John Glatt’s Fillmore Book
“Live at the Fillmore East and West: Getting Backstage and Personal with Rock’s Greatest Legends”
What people don’t understand is classic rock was a revolution, populated by the disenfranchised, hungry to have fun and make a difference. To think that these degenerates could conquer the world and lead a nation was anathema to the powers-that-be, the same way they were confounded by the nerds who took over the world with tech in the twenty first century.
Janis Joplin was an outcast looking for acceptance who never got it until she demonstrated her greatness and made it. Then it killed her.
Carlos Santana was a street urchin from Tijuana who would still be an unknown if it weren’t for Bill Graham.
Grace Wing was a rich girl’s daughter, who thrived on the privilege and then deemed it necessary to test limits, whiplashing her band and the entire nation in the process.
And we ate it all up. We went to the Fillmore and then Woodstock. Money started to rain. And then cocaine flew up everybody’s noses and the entire scene matured and has never been the same.
I don’t expect anyone under thirty to read this book. Because they believe that they’re in charge and the world is their oyster. But in the fifties and early sixties this was not the case. Kids were subservient. The old white men ruled. You were afraid of your mom and dad, they weren’t your best friends. And then we heard the music.
It didn’t start in the suburbs. There was no internet, never mind cable TV. If you didn’t live in the metropolis, if you weren’t within earshot of the city airwaves, you were out of the loop, a year or two behind. By time the band was on Ed Sullivan there was a whole new crop of acts the cognoscenti were into. But you didn’t know them. There was no social media, the newspaper was everything, and even if the newspaper reported, young people did not read it, it was for the oldsters.
And then came the radio.
This book barely focuses on the recording side of the equation, which has been lauded ad infinitum. This is all about the gig, the live performance, where most of these acts made their bones. The Beatles started live, as did Joplin, Santana, the Jefferson Airplane and the Dead, all of whose careers are profiled herein. They were outsider musicians, back when you could survive on a few dollars a week, when life was about opportunities instead of closed doors.

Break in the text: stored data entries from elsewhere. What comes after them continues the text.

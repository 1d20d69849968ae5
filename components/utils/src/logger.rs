// Copyright 2024 stratus
//
// Licensed under the Apache License, Version 2.0 (the "License");
// you may not use this file except in compliance with the License.
// You may obtain a copy of the License at
//
//      http://www.apache.org/licenses/LICENSE-2.0
//
// Unless required by applicable law or agreed to in writing, software
// distributed under the License is distributed on an "AS IS" BASIS,
// WITHOUT WARRANTIES OR CONDITIONS OF ANY KIND, either express or implied.
// See the License for the specific language governing permissions and
// limitations under the License.

use snafu::{ResultExt, Whatever};
use tracing::level_filters::LevelFilter;
use tracing_subscriber::{filter::EnvFilter, layer::SubscriberExt, util::SubscriberInitExt, Layer};

/// The environment variable overriding the default filter directive.
pub const LOG_ENV: &str = "STRATUS_LOG";

/// Configuration for stratus logging.
#[derive(Debug, Clone)]
pub struct LoggingConfig {
    /// The default filter directive (in the sense of
    /// [tracing_subscriber::filter::EnvFilter]). Overridden by the
    /// `STRATUS_LOG` environment variable if set.
    pub default_filter: String,
    pub ansi: bool,
    pub with_target: bool,
}

impl Default for LoggingConfig {
    fn default() -> Self {
        Self {
            default_filter: "info".to_string(),
            ansi: false,
            with_target: false,
        }
    }
}

impl LoggingConfig {
    pub fn init_tracing_subscriber(self) -> Result<(), Whatever> {
        let env_filter = create_env_filter(&self.default_filter);
        // Don't create the subscriber if we'll never emit any logs
        if env_filter.max_level_hint() == Some(LevelFilter::OFF) {
            return Ok(());
        }

        let fmt_layer = tracing_subscriber::fmt::layer()
            .with_ansi(self.ansi)
            .with_target(self.with_target)
            .with_writer(std::io::stderr)
            .with_filter(env_filter);

        tracing_subscriber::registry()
            .with(fmt_layer)
            .try_init()
            .whatever_context("failed to install the tracing subscriber")?;
        tracing::debug!("logging started");
        Ok(())
    }
}

fn create_env_filter(filter: &str) -> EnvFilter {
    EnvFilter::try_from_env(LOG_ENV).unwrap_or_else(|_| EnvFilter::new(filter))
}

/// Install a pretty stdout subscriber, used by tests and debugging.
///
/// Safe to call more than once, only the first call takes effect.
pub fn install_fmt_log() {
    let _ = tracing_subscriber::fmt()
        .with_env_filter(create_env_filter("debug"))
        .with_test_writer()
        .try_init();
}
// Copyright 2024 stratus
//
// Licensed under the Apache License, Version 2.0 (the "License");
// you may not use this file except in compliance with the License.
// You may obtain a copy of the License at
//
//      http://www.apache.org/licenses/LICENSE-2.0
//
// Unless required by applicable law or agreed to in writing, software
// distributed under the License is distributed on an "AS IS" BASIS,
// WITHOUT WARRANTIES OR CONDITIONS OF ANY KIND, either express or implied.
// See the License for the specific language governing permissions and
// limitations under the License.

use bytes::Bytes;
use snafu::{ensure, ResultExt};
use stratus_types::{
    BlockInfo, BlocksExt, Block, ChunkId, ChunkInfo, ChunkMeta, DeferredChunkMeta,
};
use tracing::{debug, error};

use crate::{
    err::{BuildChunkMetaSnafu, EncoderClosedSnafu, Result},
    format::build_chunk_meta_blob,
};

/// Where, inside the chunk's data region, a batch of blocks has to be
/// persisted.
#[derive(Debug, Clone, Default)]
pub struct WriteRequest {
    pub start_offset: i64,
    pub end_offset: i64,
    pub buffers: Vec<Bytes>,
}

#[derive(Debug, Clone, Copy, Eq, PartialEq)]
enum State {
    Open,
    Closed,
}

/// ChunkLayoutEncoder owns the physical layout of a chunk: block offsets,
/// the block extent table and the meta blob. Every chunk writer goes
/// through it, so that chunks are byte-identical whatever the medium is.
///
/// One encoder builds one chunk: `add_blocks*` and then `close`.
#[derive(Debug)]
pub struct ChunkLayoutEncoder {
    chunk_id: ChunkId,
    state: State,
    chunk_meta: ChunkMeta,
    chunk_info: ChunkInfo,
    blocks_ext: BlocksExt,
    data_size: i64,
    meta_data_size: i64,
}

impl ChunkLayoutEncoder {
    pub fn new(chunk_id: ChunkId) -> Self {
        Self {
            chunk_id,
            state: State::Open,
            chunk_meta: ChunkMeta::default(),
            chunk_info: ChunkInfo::default(),
            blocks_ext: BlocksExt::default(),
            data_size: 0,
            meta_data_size: 0,
        }
    }

    pub fn with_sync_on_close(mut self, sync_on_close: bool) -> Self {
        self.blocks_ext.sync_on_close = sync_on_close;
        self
    }

    /// Append `blocks` to the chunk.
    ///
    /// # Panics
    ///
    /// Panics if a block's declared checksum does not match its data.
    pub fn add_blocks(&mut self, blocks: &[Block]) -> Result<WriteRequest> {
        ensure!(
            self.state == State::Open,
            EncoderClosedSnafu {
                chunk_id: self.chunk_id
            }
        );

        let mut request = WriteRequest {
            start_offset: self.data_size,
            end_offset: self.data_size,
            buffers: Vec::with_capacity(blocks.len()),
        };

        for block in blocks {
            if let Err(e) = block.validate_checksum() {
                error!(chunk_id = %self.chunk_id, offset = request.end_offset, "{}", e);
                panic!(
                    "block checksum mismatch while writing chunk {}: {}",
                    self.chunk_id, e
                );
            }

            let size = block.size() as i64;
            self.blocks_ext.blocks.push(BlockInfo {
                offset: request.end_offset,
                size,
                checksum: block.get_or_compute_checksum(),
            });
            request.end_offset += size;
            request.buffers.push(block.data.clone());
        }

        self.data_size = request.end_offset;
        Ok(request)
    }

    /// Finish the chunk and return its meta blob. The caller persists the
    /// blob next to the data.
    ///
    /// A `chunk_meta` that is not finalized yet gets the identity block
    /// index mapping.
    pub fn close(&mut self, mut chunk_meta: DeferredChunkMeta) -> Result<Bytes> {
        ensure!(
            self.state == State::Open,
            EncoderClosedSnafu {
                chunk_id: self.chunk_id
            }
        );

        if !chunk_meta.is_finalized() {
            let block_count = self.blocks_ext.blocks.len() as i32;
            *chunk_meta.block_index_mapping_mut() = Some((0..block_count).collect());
            chunk_meta.finalize();
        }

        self.chunk_meta = chunk_meta.into_inner();
        self.chunk_meta
            .set_extension(&self.blocks_ext)
            .context(BuildChunkMetaSnafu {
                chunk_id: self.chunk_id,
            })?;

        let blob = self.prepare_chunk_meta_blob()?;
        self.chunk_info.disk_space = self.data_size + self.meta_data_size;
        self.state = State::Closed;

        debug!(
            chunk_id = %self.chunk_id,
            blocks = self.blocks_ext.blocks.len(),
            data_size = self.data_size,
            meta_data_size = self.meta_data_size,
            "chunk layout closed"
        );
        Ok(blob)
    }

    /// Build the meta blob, header included, from the current chunk meta.
    pub fn prepare_chunk_meta_blob(&mut self) -> Result<Bytes> {
        let blob = build_chunk_meta_blob(self.chunk_id, &self.chunk_meta)?;
        self.meta_data_size = blob.len() as i64;
        Ok(blob)
    }

    pub fn chunk_id(&self) -> ChunkId {
        self.chunk_id
    }

    pub fn is_closed(&self) -> bool {
        self.state == State::Closed
    }

    pub fn data_size(&self) -> i64 {
        self.data_size
    }

    pub fn meta_data_size(&self) -> i64 {
        self.meta_data_size
    }

    pub fn chunk_meta(&self) -> &ChunkMeta {
        &self.chunk_meta
    }

    pub fn chunk_info(&self) -> &ChunkInfo {
        &self.chunk_info
    }

    pub fn blocks_ext(&self) -> &BlocksExt {
        &self.blocks_ext
    }
}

There are so many inaccuracies and misspellings in this book you’ll be horrified.
But you’ll also learn inside details you never knew.
Bill Graham was making the lion’s share of the dough, but he built the scene, there were no concomitant promoters to compete with him until the acts could sell themselves. Which is how they ended up with ninety percent of the gross. You can count the number of people in attendance, you cannot count how many records have been shipped, stolen or bought. The record company kept that info private, and still does. But the rubber meets the road at the gig. And that’s where the fire is lit. All these acts made it based on their performances, most significantly at Woodstock.
You’ve got no idea how big the movie and attendant triple album were. Sure, the Beatles may have conquered America, but they were safe, Brian Epstein cleaned them up. No one cleaned up Janis Joplin or Grace Slick or Carlos Santana. And when you saw them perform you wanted so much more.
And they didn’t give a fuck. Sure, they liked the money. But they could offend the audience, they were on their own trip. And it was so different from today.
I wasn’t planning on reading this book. But going through a pile of what was sent to me I uncovered it and got hooked. Every night I couldn’t put it down. I went down the rabbit hole to what once was and will never be again.
You see the scene was nascent, no one knew what was happening, and then the worm turned and it hasn’t been the same since. Kinda like the web was for exploration, before pop-up ads and all kinds of shenanigans made it lucrative for the usual suspects. If you were surfing in 1995 you remember the naked women tracking their every move, the people detailing their lives, it wasn’t about money so much as self-fulfillment and exhibitionism.
And there’s a healthy dose of exhibitionism in rock and roll.
You can make music. You can make money.
But you cannot become one of the richest people in the world. To do that, you had to play music in the sixties and seventies. When fans gave the acts all their dough. Because without music life was empty. Hit singles counted, but where you were going was more important than staying still.
Albert Grossman tried to get Janis Joplin clean. Bill Graham did a great job of managing the Airplane. But the musicians didn’t want to listen. They wanted to be free, to their detriment, Paul Kantner admits this.
But it was this specific middle finger to the powers-that-be, to the establishment, that made them so attractive.
Don Henley was right, we haven’t had that spirit here since 1969.
But if you want to know what it was like, read this book.